The campaign was originally intended to be a naval operation. When this failed, troops were deployed to clear the coastal fortifications along the Dardanelles Straits under the command of General Sir Ian Hamilton.
Hamilton was an experienced commander having seen more combat than any other British General. He was also famed for ‘independent thinking’ and had courted controversy before the war by suggesting that cavalry was obsolete.
Hamilton had to use all his unconventional thinking and experience to devise a plan to land troops against prepared positions, something that had never been attempted before. Added to this, he had lost the element of surprise, giving the Turks months to prepare their defences.
A landing was therefore devised that would create its own surprise through a ‘tactical coup’ that would distract and throw off balance his opposing commander, General Liman von Sanders. This would be done through a series of faints and diversion all along the Gallipoli peninsula and Anatolia, to mask the actual landing sites.

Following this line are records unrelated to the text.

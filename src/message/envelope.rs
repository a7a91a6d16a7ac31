//! Versioned, type-tagged text envelope.
//!
//! Wire form: `V<version>=<type-chain>||<payload>`
//!
//! - `<version>` selects the payload codec (2 = JSON, 3 = base64 bitcode)
//! - `<type-chain>` is the message type name followed by its supertypes,
//!   most-derived first, separated by `;`
//! - `<payload>` is everything after the first `||`
//!
//! Parsing and formatting are exact inverses: `Envelope::parse(s)?.to_string() == s`.

use std::fmt;
use std::str::FromStr;

use base64::engine::general_purpose::STANDARD;
use base64::Engine;
use serde::de::DeserializeOwned;
use serde::{Deserialize, Serialize};

use super::error::EnvelopeError;
use super::message::AnyMessage;

const TYPE_SEPARATOR: char = ';';
const PAYLOAD_SEPARATOR: &str = "||";

/// Payload body encoding, identified on the wire by the envelope version.
#[derive(Debug, Clone, Copy, Default, PartialEq, Eq, Hash, Serialize, Deserialize)]
#[serde(rename_all = "snake_case")]
pub enum Codec {
    #[default]
    Json,
    Bitcode,
}

impl Codec {
    pub const fn version(self) -> u32 {
        match self {
            Codec::Json => 2,
            Codec::Bitcode => 3,
        }
    }

    pub fn from_version(version: u32) -> Option<Self> {
        match version {
            2 => Some(Codec::Json),
            3 => Some(Codec::Bitcode),
            _ => None,
        }
    }

    /// Whether a payload can be read back as one of the sender's supertypes.
    /// JSON ignores unknown fields; bitcode has no field names to skip by.
    pub const fn decodes_as_supertype(self) -> bool {
        matches!(self, Codec::Json)
    }

    pub(crate) fn encode<T: Serialize + ?Sized>(self, value: &T) -> Result<String, EnvelopeError> {
        match self {
            Codec::Json => Ok(serde_json::to_string(value)?),
            Codec::Bitcode => {
                let bytes = bitcode::serialize(value)?;
                Ok(STANDARD.encode(bytes))
            }
        }
    }

    pub(crate) fn decode<T: DeserializeOwned>(self, payload: &str) -> Result<T, EnvelopeError> {
        match self {
            Codec::Json => Ok(serde_json::from_str(payload)?),
            Codec::Bitcode => {
                let bytes = STANDARD.decode(payload)?;
                Ok(bitcode::deserialize(&bytes)?)
            }
        }
    }
}

/// A serialized message ready for storage or transport.
#[derive(Debug, Clone, PartialEq, Eq)]
pub struct Envelope {
    version: u32,
    type_chain: Vec<String>,
    payload: String,
}

impl Envelope {
    /// Serialize a message into an envelope.
    pub fn seal(message: &dyn AnyMessage, codec: Codec) -> Result<Self, EnvelopeError> {
        if !codec.decodes_as_supertype() && !message.supertypes().is_empty() {
            return Err(EnvelopeError::SupertypesNeedJson(message.type_name().to_string()));
        }
        let payload = message.encode_payload(codec)?;
        Ok(Self {
            version: codec.version(),
            type_chain: message.type_chain().into_iter().map(String::from).collect(),
            payload,
        })
    }

    /// Parse the wire form.
    pub fn parse(text: &str) -> Result<Self, EnvelopeError> {
        let malformed = |reason: &str| EnvelopeError::Malformed(reason.to_string());

        let rest = text
            .strip_prefix('V')
            .ok_or_else(|| malformed("missing 'V' prefix"))?;
        let (version, rest) = rest
            .split_once('=')
            .ok_or_else(|| malformed("missing '=' after version"))?;
        if version.is_empty()
            || !version.bytes().all(|b| b.is_ascii_digit())
            || (version.len() > 1 && version.starts_with('0'))
        {
            return Err(malformed("version is not a canonical integer"));
        }
        let version: u32 = version
            .parse()
            .map_err(|_| malformed("version out of range"))?;

        let (chain, payload) = rest
            .split_once(PAYLOAD_SEPARATOR)
            .ok_or_else(|| malformed("missing '||' before payload"))?;
        let type_chain: Vec<String> = chain.split(TYPE_SEPARATOR).map(String::from).collect();
        if type_chain.iter().any(|name| name.is_empty()) {
            return Err(malformed("empty type name"));
        }

        Ok(Self {
            version,
            type_chain,
            payload: payload.to_string(),
        })
    }

    pub fn version(&self) -> u32 {
        self.version
    }

    /// Codec for this envelope's version, if the version is supported.
    pub fn codec(&self) -> Result<Codec, EnvelopeError> {
        Codec::from_version(self.version).ok_or(EnvelopeError::UnsupportedVersion(self.version))
    }

    /// Type names, most-derived first.
    pub fn type_chain(&self) -> &[String] {
        &self.type_chain
    }

    /// The most-derived type name.
    pub fn type_name(&self) -> &str {
        &self.type_chain[0]
    }

    pub fn payload(&self) -> &str {
        &self.payload
    }

    /// Decode the payload directly as `T`, ignoring the type chain.
    pub fn decode_as<T: DeserializeOwned>(&self) -> Result<T, EnvelopeError> {
        self.codec()?.decode(&self.payload)
    }

    pub fn into_bytes(self) -> Vec<u8> {
        self.to_string().into_bytes()
    }

    pub fn from_bytes(bytes: &[u8]) -> Result<Self, EnvelopeError> {
        let text = std::str::from_utf8(bytes)
            .map_err(|e| EnvelopeError::Malformed(format!("not utf-8: {}", e)))?;
        Self::parse(text)
    }
}

impl fmt::Display for Envelope {
    fn fmt(&self, f: &mut fmt::Formatter<'_>) -> fmt::Result {
        write!(f, "V{}=", self.version)?;
        for (i, name) in self.type_chain.iter().enumerate() {
            if i > 0 {
                write!(f, "{}", TYPE_SEPARATOR)?;
            }
            f.write_str(name)?;
        }
        write!(f, "{}{}", PAYLOAD_SEPARATOR, self.payload)
    }
}

impl FromStr for Envelope {
    type Err = EnvelopeError;

    fn from_str(s: &str) -> Result<Self, Self::Err> {
        Self::parse(s)
    }
}
//! Event hooks - fault-isolated observers of send and receive events.
//!
//! ```ignore
//! let hooks = HookRegistry::new();
//! hooks.register(Arc::new(ConsoleEventHook));
//!
//! // Sender and receiver call these; a failing hook is logged and skipped.
//! hooks.notify_sent(&message);
//! hooks.notify_received(&message, "orders.service");
//! ```

mod console;
#[cfg(feature = "emitter")]
mod emitter;
mod hook;
mod registry;

pub use console::ConsoleEventHook;
#[cfg(feature = "emitter")]
pub use emitter::{EmitterHook, HookNotice, RECEIVED_EVENT, SENT_EVENT};
pub use hook::{EventHook, HookError};
pub use registry::HookRegistry;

The landings were intended to be a pincer movement designed to envelop the enemy force in the south of the peninsula. The Australian and New Zealand Corps made up the first pincer, landing in the northwest around Gaba Tepe. The British 29th Division made up the second pincer. It landed in the South at Cape Helles. The troops were intended to establish a bridgehead and move inland to take the high ground as the first day’s objectives.
The landings took place on 25th April 1915 and saw spectacular success, breathtaking mistakes and incredible valour, on both sides. After a day of fierce fighting, the Allies had forced a bridgehead in the majority of its landing zones. However in the face of ferocious Turkish defence and poor communication with the ships providing fire support, the Allies had failed to take its first day’s objectives.
Hamilton’s plan to distract the enemy seems to have worked in that von Saunders delayed deploying his strategic reserve. Whether that delay was significant is another matter. Von Saunders had planned to hold the invasion with a covering force until it was clear where the main landings would take place. This also seems to have worked, with the invasion stalled he had sufficient time to counter the landings.
Peter Hart in Gallipoli argues that von Sanders plan was perfectly formulated to counter Hamilton, who had spread his forces too thinly between the various landing sites, in an overly complex plan. The Allies, shocked by the level of opposition they faced, were overconfident and didn’t have sufficient troops to seriously press von Saunders in any one place. So he didn’t commit his reserves until he knew where the main attacks were.
The Allied forces lost the initiative in the opening stages of the campaign and Gallipoli turned into a stalemate in the East, mirroring the trench warfare of the Western Front it was intended to bypass.